- What is being asked
Among the records below, how many lines contain "values"? State the number and nothing more.

[Dataset entries]
####

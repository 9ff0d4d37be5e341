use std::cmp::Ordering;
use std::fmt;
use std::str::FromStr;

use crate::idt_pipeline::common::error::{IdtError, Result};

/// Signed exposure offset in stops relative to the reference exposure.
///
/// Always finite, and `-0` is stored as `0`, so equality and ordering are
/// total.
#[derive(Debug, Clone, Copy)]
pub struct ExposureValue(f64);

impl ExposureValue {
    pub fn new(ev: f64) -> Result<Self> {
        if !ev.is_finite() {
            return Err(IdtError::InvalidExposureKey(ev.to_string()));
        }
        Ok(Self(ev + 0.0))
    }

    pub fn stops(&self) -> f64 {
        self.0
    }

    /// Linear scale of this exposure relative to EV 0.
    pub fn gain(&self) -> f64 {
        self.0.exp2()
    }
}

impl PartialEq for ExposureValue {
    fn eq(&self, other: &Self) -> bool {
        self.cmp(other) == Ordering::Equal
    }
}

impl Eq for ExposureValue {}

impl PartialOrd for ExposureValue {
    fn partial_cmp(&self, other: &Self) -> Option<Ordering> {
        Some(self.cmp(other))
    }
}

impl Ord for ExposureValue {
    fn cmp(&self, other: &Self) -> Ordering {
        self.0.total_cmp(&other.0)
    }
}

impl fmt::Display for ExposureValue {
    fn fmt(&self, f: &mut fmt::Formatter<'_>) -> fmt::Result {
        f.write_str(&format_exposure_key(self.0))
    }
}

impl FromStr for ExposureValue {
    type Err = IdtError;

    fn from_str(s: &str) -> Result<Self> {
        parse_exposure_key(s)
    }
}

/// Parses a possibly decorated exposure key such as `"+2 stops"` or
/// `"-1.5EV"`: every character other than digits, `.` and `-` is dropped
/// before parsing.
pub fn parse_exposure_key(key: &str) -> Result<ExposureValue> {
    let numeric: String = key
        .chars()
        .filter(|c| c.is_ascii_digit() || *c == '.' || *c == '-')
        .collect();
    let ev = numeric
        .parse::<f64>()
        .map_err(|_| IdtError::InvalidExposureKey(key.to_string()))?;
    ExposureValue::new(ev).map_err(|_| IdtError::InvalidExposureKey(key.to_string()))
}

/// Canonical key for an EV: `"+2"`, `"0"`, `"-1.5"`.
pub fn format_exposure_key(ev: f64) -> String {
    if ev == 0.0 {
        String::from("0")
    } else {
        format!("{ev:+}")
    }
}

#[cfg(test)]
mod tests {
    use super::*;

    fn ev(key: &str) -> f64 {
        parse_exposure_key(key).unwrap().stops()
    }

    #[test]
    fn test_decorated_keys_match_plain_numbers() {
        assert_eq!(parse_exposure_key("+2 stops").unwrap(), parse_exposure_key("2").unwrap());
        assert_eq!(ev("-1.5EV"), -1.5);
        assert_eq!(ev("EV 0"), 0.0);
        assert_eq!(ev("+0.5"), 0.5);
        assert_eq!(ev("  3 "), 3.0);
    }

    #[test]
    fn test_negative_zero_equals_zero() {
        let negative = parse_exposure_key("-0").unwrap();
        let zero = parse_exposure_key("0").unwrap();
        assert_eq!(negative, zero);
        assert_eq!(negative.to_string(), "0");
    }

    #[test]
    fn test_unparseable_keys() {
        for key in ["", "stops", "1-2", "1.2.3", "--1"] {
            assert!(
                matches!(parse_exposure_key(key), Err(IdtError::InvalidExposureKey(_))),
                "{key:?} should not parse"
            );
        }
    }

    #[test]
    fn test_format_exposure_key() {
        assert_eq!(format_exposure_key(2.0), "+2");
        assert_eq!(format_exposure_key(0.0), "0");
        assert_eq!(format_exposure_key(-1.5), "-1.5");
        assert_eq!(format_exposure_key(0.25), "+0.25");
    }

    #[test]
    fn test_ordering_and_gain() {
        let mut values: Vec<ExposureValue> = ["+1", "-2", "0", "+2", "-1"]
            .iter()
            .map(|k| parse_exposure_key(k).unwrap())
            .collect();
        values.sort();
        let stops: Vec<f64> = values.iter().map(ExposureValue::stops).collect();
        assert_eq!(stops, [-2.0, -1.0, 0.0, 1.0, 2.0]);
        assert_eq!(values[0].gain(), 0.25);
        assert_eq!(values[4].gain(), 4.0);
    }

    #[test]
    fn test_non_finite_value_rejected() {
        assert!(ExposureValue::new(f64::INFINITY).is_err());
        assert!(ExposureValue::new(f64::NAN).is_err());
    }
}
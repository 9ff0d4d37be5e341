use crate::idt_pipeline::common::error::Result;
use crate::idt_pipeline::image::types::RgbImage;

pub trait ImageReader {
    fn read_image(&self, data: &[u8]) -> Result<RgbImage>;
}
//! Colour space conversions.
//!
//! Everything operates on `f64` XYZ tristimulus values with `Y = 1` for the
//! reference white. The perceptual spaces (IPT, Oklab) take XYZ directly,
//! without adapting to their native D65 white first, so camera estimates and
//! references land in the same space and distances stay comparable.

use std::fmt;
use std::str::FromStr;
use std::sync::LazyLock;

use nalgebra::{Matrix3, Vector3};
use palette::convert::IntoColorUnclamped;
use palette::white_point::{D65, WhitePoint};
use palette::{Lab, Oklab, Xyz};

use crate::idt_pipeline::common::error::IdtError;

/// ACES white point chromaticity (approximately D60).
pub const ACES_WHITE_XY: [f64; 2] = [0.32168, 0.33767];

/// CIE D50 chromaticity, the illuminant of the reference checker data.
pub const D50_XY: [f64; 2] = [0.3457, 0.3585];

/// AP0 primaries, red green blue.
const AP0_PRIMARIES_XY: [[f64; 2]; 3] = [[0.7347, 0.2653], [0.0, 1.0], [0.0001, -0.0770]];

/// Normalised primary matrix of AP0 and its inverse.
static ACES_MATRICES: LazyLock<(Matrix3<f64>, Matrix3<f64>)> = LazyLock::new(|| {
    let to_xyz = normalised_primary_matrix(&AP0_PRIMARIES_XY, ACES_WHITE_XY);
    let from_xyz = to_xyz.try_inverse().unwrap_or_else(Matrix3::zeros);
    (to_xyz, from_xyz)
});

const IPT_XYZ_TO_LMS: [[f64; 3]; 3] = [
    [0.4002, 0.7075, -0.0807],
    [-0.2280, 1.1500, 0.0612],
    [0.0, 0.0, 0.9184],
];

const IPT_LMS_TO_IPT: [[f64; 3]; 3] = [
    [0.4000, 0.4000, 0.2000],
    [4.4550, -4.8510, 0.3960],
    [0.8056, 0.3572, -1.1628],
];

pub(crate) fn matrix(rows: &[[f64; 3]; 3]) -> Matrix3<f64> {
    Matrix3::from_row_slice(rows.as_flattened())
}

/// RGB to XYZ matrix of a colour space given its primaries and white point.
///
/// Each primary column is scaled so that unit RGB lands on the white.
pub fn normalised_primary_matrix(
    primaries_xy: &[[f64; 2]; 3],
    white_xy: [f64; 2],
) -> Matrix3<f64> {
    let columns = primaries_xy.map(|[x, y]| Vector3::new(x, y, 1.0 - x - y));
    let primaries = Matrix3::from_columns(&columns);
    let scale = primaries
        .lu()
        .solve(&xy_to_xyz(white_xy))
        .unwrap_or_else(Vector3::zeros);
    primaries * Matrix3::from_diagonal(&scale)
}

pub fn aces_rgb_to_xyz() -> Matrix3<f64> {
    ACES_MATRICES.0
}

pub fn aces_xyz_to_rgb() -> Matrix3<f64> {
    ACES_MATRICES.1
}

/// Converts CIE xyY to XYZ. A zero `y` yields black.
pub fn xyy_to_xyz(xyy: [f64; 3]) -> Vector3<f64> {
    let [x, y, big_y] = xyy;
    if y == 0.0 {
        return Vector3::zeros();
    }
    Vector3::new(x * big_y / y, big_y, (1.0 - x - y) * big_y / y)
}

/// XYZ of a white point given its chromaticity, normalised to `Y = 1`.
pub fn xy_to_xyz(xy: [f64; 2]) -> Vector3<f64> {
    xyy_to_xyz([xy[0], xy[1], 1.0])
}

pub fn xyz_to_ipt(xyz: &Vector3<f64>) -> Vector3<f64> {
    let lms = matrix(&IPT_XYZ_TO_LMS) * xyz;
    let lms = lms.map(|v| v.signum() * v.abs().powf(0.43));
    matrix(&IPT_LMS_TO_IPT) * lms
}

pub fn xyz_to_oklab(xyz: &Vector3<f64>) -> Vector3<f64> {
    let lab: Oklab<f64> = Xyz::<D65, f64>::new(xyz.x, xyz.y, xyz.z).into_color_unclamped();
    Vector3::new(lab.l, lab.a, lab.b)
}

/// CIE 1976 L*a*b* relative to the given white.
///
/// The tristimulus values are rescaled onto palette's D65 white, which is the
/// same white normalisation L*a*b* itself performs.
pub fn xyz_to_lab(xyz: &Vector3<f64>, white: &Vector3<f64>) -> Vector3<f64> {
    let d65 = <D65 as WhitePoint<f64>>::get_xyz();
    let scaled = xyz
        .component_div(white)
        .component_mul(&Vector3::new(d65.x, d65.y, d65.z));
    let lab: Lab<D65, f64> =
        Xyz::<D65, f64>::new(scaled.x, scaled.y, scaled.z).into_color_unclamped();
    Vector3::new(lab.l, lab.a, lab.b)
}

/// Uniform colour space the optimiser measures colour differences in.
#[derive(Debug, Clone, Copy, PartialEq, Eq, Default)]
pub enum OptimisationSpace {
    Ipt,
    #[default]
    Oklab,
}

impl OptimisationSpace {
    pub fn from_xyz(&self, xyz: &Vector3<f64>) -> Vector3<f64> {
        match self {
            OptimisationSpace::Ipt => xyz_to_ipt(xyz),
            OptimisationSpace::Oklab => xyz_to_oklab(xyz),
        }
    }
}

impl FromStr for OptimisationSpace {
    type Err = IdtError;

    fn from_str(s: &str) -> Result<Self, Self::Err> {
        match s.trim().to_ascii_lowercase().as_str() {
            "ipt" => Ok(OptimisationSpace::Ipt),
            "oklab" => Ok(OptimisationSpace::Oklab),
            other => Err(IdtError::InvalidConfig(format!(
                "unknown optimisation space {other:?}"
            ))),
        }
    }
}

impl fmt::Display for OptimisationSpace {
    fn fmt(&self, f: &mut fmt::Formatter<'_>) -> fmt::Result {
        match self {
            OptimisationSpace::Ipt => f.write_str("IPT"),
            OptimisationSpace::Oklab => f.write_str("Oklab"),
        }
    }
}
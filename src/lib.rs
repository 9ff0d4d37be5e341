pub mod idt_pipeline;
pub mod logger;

####

- The completed task
7